**REQUIRED ACTION:** Nothing is needed except the lines below that run from the one with "let outcome = g.sim.hard_drop();" through the one with "blur per settings", repeated exactly.

**INFORMATION SUPPLIED:**

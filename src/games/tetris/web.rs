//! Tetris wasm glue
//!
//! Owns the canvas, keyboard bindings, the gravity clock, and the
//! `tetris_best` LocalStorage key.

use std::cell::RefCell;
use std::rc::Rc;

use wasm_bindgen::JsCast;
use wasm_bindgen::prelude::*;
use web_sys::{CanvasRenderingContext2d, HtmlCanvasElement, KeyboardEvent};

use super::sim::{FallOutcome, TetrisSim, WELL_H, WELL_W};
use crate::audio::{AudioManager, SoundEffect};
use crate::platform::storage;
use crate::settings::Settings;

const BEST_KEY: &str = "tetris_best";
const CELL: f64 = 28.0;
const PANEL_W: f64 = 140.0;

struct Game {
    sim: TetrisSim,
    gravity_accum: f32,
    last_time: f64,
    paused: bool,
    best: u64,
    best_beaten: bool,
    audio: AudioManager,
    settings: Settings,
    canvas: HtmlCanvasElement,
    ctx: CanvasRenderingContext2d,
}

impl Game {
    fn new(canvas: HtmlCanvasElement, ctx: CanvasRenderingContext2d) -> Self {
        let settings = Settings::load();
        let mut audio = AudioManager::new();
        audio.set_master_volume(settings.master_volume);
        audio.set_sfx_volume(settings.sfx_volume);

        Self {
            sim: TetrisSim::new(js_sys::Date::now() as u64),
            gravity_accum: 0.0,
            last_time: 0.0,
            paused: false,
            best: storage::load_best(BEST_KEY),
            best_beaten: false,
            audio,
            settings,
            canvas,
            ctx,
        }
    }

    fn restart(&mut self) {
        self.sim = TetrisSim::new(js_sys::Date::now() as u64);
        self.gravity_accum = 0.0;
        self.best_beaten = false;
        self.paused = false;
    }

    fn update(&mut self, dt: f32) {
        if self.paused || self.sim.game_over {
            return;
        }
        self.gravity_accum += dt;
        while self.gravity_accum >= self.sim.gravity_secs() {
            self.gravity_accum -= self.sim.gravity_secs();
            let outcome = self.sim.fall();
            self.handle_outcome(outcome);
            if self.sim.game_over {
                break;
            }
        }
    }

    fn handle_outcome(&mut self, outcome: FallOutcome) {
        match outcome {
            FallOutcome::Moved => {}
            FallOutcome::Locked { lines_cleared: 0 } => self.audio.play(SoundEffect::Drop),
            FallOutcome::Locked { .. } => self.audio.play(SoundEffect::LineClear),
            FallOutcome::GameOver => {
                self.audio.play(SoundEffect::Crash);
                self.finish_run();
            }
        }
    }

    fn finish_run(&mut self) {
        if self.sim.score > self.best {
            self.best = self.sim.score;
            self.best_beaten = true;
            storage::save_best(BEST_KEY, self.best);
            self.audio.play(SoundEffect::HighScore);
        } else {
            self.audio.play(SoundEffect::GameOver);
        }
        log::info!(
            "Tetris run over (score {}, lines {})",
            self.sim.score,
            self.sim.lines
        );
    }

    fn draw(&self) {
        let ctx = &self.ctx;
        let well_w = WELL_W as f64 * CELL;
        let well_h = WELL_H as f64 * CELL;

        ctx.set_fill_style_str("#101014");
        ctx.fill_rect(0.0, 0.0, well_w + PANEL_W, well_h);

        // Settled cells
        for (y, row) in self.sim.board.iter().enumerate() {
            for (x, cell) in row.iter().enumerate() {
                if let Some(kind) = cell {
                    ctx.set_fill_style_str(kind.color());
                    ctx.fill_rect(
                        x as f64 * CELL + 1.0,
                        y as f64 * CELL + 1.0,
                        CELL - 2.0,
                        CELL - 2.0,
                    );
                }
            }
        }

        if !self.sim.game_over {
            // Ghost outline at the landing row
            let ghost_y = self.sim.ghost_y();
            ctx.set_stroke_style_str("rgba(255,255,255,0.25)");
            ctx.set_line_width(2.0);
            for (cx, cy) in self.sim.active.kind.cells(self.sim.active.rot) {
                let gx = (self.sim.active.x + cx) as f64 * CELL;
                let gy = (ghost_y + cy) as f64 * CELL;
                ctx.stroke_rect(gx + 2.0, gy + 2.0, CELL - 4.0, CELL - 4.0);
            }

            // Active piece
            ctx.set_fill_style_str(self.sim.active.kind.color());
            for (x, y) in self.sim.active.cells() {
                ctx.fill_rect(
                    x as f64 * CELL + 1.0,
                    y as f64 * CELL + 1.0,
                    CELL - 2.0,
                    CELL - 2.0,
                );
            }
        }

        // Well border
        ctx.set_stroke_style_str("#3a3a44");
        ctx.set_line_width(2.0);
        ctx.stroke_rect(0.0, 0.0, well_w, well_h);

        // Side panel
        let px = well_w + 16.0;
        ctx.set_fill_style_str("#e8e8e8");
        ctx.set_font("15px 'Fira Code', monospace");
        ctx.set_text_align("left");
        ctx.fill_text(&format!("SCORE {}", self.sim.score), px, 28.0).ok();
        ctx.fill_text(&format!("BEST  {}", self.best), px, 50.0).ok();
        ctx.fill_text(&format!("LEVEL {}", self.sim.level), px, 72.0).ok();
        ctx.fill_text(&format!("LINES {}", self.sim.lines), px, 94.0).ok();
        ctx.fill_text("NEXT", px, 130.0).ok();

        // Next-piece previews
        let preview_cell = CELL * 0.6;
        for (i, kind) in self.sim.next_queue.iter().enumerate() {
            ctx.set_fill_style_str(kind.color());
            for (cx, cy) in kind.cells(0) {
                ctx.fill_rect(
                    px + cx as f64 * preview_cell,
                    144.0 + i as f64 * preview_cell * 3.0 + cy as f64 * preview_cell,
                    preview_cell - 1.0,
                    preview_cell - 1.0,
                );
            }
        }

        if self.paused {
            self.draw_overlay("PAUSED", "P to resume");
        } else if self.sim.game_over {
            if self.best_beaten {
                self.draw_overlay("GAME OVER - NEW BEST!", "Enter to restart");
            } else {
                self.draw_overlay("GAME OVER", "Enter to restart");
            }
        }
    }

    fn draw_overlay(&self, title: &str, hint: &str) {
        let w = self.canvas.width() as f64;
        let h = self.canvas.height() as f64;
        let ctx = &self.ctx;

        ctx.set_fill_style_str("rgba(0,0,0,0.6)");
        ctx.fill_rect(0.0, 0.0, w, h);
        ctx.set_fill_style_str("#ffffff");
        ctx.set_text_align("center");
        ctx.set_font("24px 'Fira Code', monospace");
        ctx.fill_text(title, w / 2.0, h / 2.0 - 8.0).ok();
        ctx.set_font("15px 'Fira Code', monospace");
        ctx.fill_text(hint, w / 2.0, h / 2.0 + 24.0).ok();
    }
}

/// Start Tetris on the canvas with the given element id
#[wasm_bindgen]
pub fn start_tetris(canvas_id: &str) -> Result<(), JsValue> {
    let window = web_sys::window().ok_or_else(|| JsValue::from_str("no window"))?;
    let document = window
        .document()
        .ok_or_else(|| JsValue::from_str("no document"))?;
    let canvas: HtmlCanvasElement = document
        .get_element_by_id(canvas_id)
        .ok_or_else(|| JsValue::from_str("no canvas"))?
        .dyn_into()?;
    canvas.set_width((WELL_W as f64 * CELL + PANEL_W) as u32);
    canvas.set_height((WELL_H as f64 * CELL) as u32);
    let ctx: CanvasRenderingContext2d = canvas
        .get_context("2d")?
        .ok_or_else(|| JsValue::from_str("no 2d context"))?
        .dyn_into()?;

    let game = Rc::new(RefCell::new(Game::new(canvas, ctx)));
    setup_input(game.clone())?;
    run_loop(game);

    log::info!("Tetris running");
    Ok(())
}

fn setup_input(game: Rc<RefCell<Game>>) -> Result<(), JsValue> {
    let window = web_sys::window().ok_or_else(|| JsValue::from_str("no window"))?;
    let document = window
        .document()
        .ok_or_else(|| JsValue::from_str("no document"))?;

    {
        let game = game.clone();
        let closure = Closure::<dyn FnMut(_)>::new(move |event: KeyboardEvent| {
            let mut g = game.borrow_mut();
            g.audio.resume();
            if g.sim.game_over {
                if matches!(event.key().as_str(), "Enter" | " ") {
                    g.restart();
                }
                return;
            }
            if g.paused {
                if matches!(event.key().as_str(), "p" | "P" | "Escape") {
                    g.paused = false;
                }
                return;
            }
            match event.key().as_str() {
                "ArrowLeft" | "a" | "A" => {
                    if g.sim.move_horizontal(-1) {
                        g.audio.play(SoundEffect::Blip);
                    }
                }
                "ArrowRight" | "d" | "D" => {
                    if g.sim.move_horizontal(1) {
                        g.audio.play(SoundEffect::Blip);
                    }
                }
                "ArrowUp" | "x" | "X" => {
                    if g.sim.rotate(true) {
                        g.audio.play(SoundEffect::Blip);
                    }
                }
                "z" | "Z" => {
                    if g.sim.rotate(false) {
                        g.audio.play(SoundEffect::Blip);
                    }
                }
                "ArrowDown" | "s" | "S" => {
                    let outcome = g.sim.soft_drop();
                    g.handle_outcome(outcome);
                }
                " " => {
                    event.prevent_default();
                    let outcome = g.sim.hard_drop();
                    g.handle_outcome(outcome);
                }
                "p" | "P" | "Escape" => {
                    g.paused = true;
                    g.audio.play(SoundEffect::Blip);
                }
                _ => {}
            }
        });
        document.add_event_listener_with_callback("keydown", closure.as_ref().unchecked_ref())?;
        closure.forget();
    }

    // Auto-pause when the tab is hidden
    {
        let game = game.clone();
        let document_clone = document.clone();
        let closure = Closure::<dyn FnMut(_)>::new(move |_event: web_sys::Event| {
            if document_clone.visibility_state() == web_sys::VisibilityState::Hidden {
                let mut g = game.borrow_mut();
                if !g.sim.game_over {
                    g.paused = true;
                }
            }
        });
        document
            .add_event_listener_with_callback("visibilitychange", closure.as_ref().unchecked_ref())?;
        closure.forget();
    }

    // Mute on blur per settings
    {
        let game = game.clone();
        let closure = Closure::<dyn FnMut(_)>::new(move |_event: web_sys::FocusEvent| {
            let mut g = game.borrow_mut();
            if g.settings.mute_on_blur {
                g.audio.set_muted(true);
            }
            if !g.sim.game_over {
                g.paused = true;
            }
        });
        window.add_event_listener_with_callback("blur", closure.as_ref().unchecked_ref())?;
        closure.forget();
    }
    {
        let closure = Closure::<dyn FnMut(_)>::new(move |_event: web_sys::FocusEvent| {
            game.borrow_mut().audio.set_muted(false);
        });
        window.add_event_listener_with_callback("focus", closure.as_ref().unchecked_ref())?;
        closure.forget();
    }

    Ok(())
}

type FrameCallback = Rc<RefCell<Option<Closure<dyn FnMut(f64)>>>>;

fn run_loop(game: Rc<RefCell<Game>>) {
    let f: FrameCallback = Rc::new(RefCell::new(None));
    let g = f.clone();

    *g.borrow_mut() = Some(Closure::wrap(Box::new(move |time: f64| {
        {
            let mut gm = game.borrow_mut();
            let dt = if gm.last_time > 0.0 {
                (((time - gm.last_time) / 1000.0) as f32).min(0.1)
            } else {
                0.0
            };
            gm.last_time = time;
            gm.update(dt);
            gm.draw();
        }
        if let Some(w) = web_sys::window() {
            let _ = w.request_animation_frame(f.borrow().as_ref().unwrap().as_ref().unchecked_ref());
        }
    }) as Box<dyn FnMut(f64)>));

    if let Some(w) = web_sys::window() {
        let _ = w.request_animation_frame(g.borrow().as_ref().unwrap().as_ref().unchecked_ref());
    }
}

**ANSWER BOX:**
                    let outcome = g.sim.hard_drop();
                    g.handle_outcome(outcome);
                }
                "p" | "P" | "Escape" => {
                    g.paused = true;
                    g.audio.play(SoundEffect::Blip);
                }
                _ => {}
            }
        });
        document.add_event_listener_with_callback("keydown", closure.as_ref().unchecked_ref())?;
        closure.forget();
    }

    // Auto-pause when the tab is hidden
    {
        let game = game.clone();
        let document_clone = document.clone();
        let closure = Closure::<dyn FnMut(_)>::new(move |_event: web_sys::Event| {
            if document_clone.visibility_state() == web_sys::VisibilityState::Hidden {
                let mut g = game.borrow_mut();
                if !g.sim.game_over {
                    g.paused = true;
                }
            }
        });
        document
            .add_event_listener_with_callback("visibilitychange", closure.as_ref().unchecked_ref())?;
        closure.forget();
    }

    // Mute on blur per settings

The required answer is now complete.